» **About this task**: Out of the material that follows, write out exactly the lines from the line with "hpa_api): (Api<LeaderWorkerSet>, Api<HorizontalPodAutoscaler>)" to the line with "once shutdown starts", both ends included, and no others.

----

//! LWS Operator - HorizontalPodAutoscaler management for LeaderWorkerSets

use std::sync::Arc;

use clap::{Parser, Subcommand};
use futures::StreamExt;
use k8s_openapi::api::autoscaling::v2::HorizontalPodAutoscaler;
use kube::runtime::watcher::Config as WatcherConfig;
use kube::runtime::Controller;
use kube::{Api, Client};
use tokio_util::sync::CancellationToken;

use lws_operator::config::OperatorConfig;
use lws_operator::controller::{error_policy, reconcile, Context};
use lws_operator::crd::{crd_yaml, LeaderWorkerSet};
use lws_operator::telemetry::{init_telemetry, TelemetryConfig};

/// LWS Operator - keeps LeaderWorkerSet autoscalers in sync with their scale policy
#[derive(Parser, Debug)]
#[command(name = "lws-operator", version, about, long_about = None)]
struct Cli {
    /// Generate CRD manifests and exit
    #[arg(long)]
    crd: bool,

    #[command(flatten)]
    config: OperatorConfig,

    #[command(subcommand)]
    command: Option<Commands>,
}

#[derive(Subcommand, Debug)]
enum Commands {
    /// Run as controller (default mode)
    ///
    /// Watches LeaderWorkerSets and the HorizontalPodAutoscalers they own,
    /// creating or updating an HPA whenever a scale policy with metrics is set.
    Controller,

    /// Print the LeaderWorkerSet CRD and exit
    Crd,
}

#[tokio::main]
async fn main() -> anyhow::Result<()> {
    let cli = Cli::parse();

    if cli.crd || matches!(cli.command, Some(Commands::Crd)) {
        println!("{}", crd_yaml()?);
        return Ok(());
    }

    init_telemetry(TelemetryConfig {
        format: cli.config.log_format,
        filter: None,
    })?;

    cli.config
        .validate()
        .map_err(|e| anyhow::anyhow!("Invalid configuration: {}", e))?;

    match cli.command {
        Some(Commands::Controller) | None => run_controller(cli.config).await,
        Some(Commands::Crd) => Ok(()),
    }
}

/// Run the LeaderWorkerSet controller until a shutdown signal arrives
async fn run_controller(config: OperatorConfig) -> anyhow::Result<()> {
    let client = Client::try_default()
        .await
        .map_err(|e| anyhow::anyhow!("Failed to create Kubernetes client: {}", e))?;

    let (lws_api, hpa_api): (Api<LeaderWorkerSet>, Api<HorizontalPodAutoscaler>) =
        match config.watch_namespace.as_deref() {
            Some(ns) => (
                Api::namespaced(client.clone(), ns),
                Api::namespaced(client.clone(), ns),
            ),
            None => (Api::all(client.clone()), Api::all(client.clone())),
        };

    // Cancels in-flight storage calls once shutdown starts
    let cancel = CancellationToken::new();
    let signal_cancel = cancel.clone();
    tokio::spawn(async move {
        if tokio::signal::ctrl_c().await.is_ok() {
            tracing::info!("Shutdown signal received");
        }
        signal_cancel.cancel();
    });

    let ctx = Arc::new(Context::new(client, &config, cancel));
    let watcher_config = || WatcherConfig::default().timeout(config.watch_timeout_secs);

    tracing::info!(
        field_manager = %config.field_manager,
        namespace = config.watch_namespace.as_deref().unwrap_or("<all>"),
        "Starting LeaderWorkerSet controller"
    );

    Controller::new(lws_api, watcher_config())
        .owns(hpa_api, watcher_config())
        .shutdown_on_signal()
        .run(reconcile, error_policy, ctx)
        .for_each(log_reconcile_result("LeaderWorkerSet"))
        .await;

    tracing::info!("Controller stopped");
    Ok(())
}

/// Creates a closure for logging reconciliation results.
fn log_reconcile_result<T: std::fmt::Debug, E: std::fmt::Debug>(
    controller_name: &'static str,
) -> impl Fn(Result<T, E>) -> std::future::Ready<()> {
    move |result| {
        match result {
            Ok(action) => tracing::debug!(?action, "{} reconciliation completed", controller_name),
            Err(e) => tracing::error!(error = ?e, "{} reconciliation error", controller_name),
        }
        std::future::ready(())
    }
}
//! In-memory HPA storage for tests
//!
//! Mimics the API server's optimistic concurrency: every write bumps a global
//! resourceVersion, create fails on an existing key and update fails when the
//! submitted resourceVersion is not the stored one.

use std::collections::{BTreeMap, BTreeSet};
use std::sync::Mutex;

use async_trait::async_trait;
use k8s_openapi::api::autoscaling::v2::HorizontalPodAutoscaler;

use super::HpaClient;
use crate::hpa::HPA_KIND;
use crate::Error;

type Key = (String, String);

#[derive(Default)]
struct State {
    objects: BTreeMap<Key, HorizontalPodAutoscaler>,
    version: u64,
    calls: Vec<&'static str>,
    bump_after_get: BTreeSet<Key>,
}

impl State {
    fn next_version(&mut self) -> String {
        self.version += 1;
        self.version.to_string()
    }
}

/// HPA store backed by a map
#[derive(Default)]
pub(crate) struct InMemoryHpaStore {
    state: Mutex<State>,
}

fn key_of(hpa: &HorizontalPodAutoscaler) -> Key {
    (
        hpa.metadata.namespace.clone().unwrap_or_default(),
        hpa.metadata.name.clone().unwrap_or_default(),
    )
}

fn conflict(key: &Key, message: &str) -> Error {
    Error::Conflict {
        kind: HPA_KIND.to_string(),
        namespace: key.0.clone(),
        name: key.1.clone(),
        message: message.to_string(),
    }
}

impl InMemoryHpaStore {
    pub(crate) fn new() -> Self {
        Self::default()
    }

    /// Seed the store; seeded objects keep their resourceVersion
    pub(crate) fn with_objects(objects: Vec<HorizontalPodAutoscaler>) -> Self {
        let store = Self::new();
        {
            let mut state = store.state.lock().unwrap();
            for hpa in objects {
                state.objects.insert(key_of(&hpa), hpa);
            }
            state.version = 100;
        }
        store
    }

    pub(crate) fn object(&self, namespace: &str, name: &str) -> Option<HorizontalPodAutoscaler> {
        let state = self.state.lock().unwrap();
        state
            .objects
            .get(&(namespace.to_string(), name.to_string()))
            .cloned()
    }

    /// Storage calls issued so far, in order
    pub(crate) fn calls(&self) -> Vec<&'static str> {
        self.state.lock().unwrap().calls.clone()
    }

    /// Simulate a concurrent writer touching the object right after the next read
    pub(crate) fn bump_version_after_next_get(&self, namespace: &str, name: &str) {
        let mut state = self.state.lock().unwrap();
        state
            .bump_after_get
            .insert((namespace.to_string(), name.to_string()));
    }
}

#[async_trait]
impl HpaClient for InMemoryHpaStore {
    async fn get(
        &self,
        namespace: &str,
        name: &str,
    ) -> Result<Option<HorizontalPodAutoscaler>, Error> {
        let mut state = self.state.lock().unwrap();
        state.calls.push("get");
        let key = (namespace.to_string(), name.to_string());
        let found = state.objects.get(&key).cloned();
        if state.bump_after_get.remove(&key) {
            let version = state.next_version();
            if let Some(stored) = state.objects.get_mut(&key) {
                stored.metadata.resource_version = Some(version);
            }
        }
        Ok(found)
    }

    async fn create(
        &self,
        hpa: &HorizontalPodAutoscaler,
    ) -> Result<HorizontalPodAutoscaler, Error> {
        let mut state = self.state.lock().unwrap();
        state.calls.push("create");
        let key = key_of(hpa);
        if state.objects.contains_key(&key) {
            return Err(conflict(&key, "already exists"));
        }
        let mut stored = hpa.clone();
        stored.metadata.resource_version = Some(state.next_version());
        stored.metadata.uid = Some(format!("uid-{}-{}", key.0, key.1));
        state.objects.insert(key, stored.clone());
        Ok(stored)
    }

    async fn update(
        &self,
        hpa: &HorizontalPodAutoscaler,
    ) -> Result<HorizontalPodAutoscaler, Error> {
        let mut state = self.state.lock().unwrap();
        state.calls.push("update");
        let key = key_of(hpa);
        let current_version = match state.objects.get(&key) {
            Some(current) => current.metadata.resource_version.clone(),
            None => return Err(conflict(&key, "not found")),
        };
        if hpa.metadata.resource_version != current_version {
            return Err(conflict(&key, "the object has been modified"));
        }
        let mut stored = hpa.clone();
        stored.metadata.resource_version = Some(state.next_version());
        state.objects.insert(key, stored.clone());
        Ok(stored)
    }
}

----

» **Task result**:
    let (lws_api, hpa_api): (Api<LeaderWorkerSet>, Api<HorizontalPodAutoscaler>) =
        match config.watch_namespace.as_deref() {
            Some(ns) => (
                Api::namespaced(client.clone(), ns),
                Api::namespaced(client.clone(), ns),
            ),
            None => (Api::all(client.clone()), Api::all(client.clone())),
        };

    // Cancels in-flight storage calls once shutdown starts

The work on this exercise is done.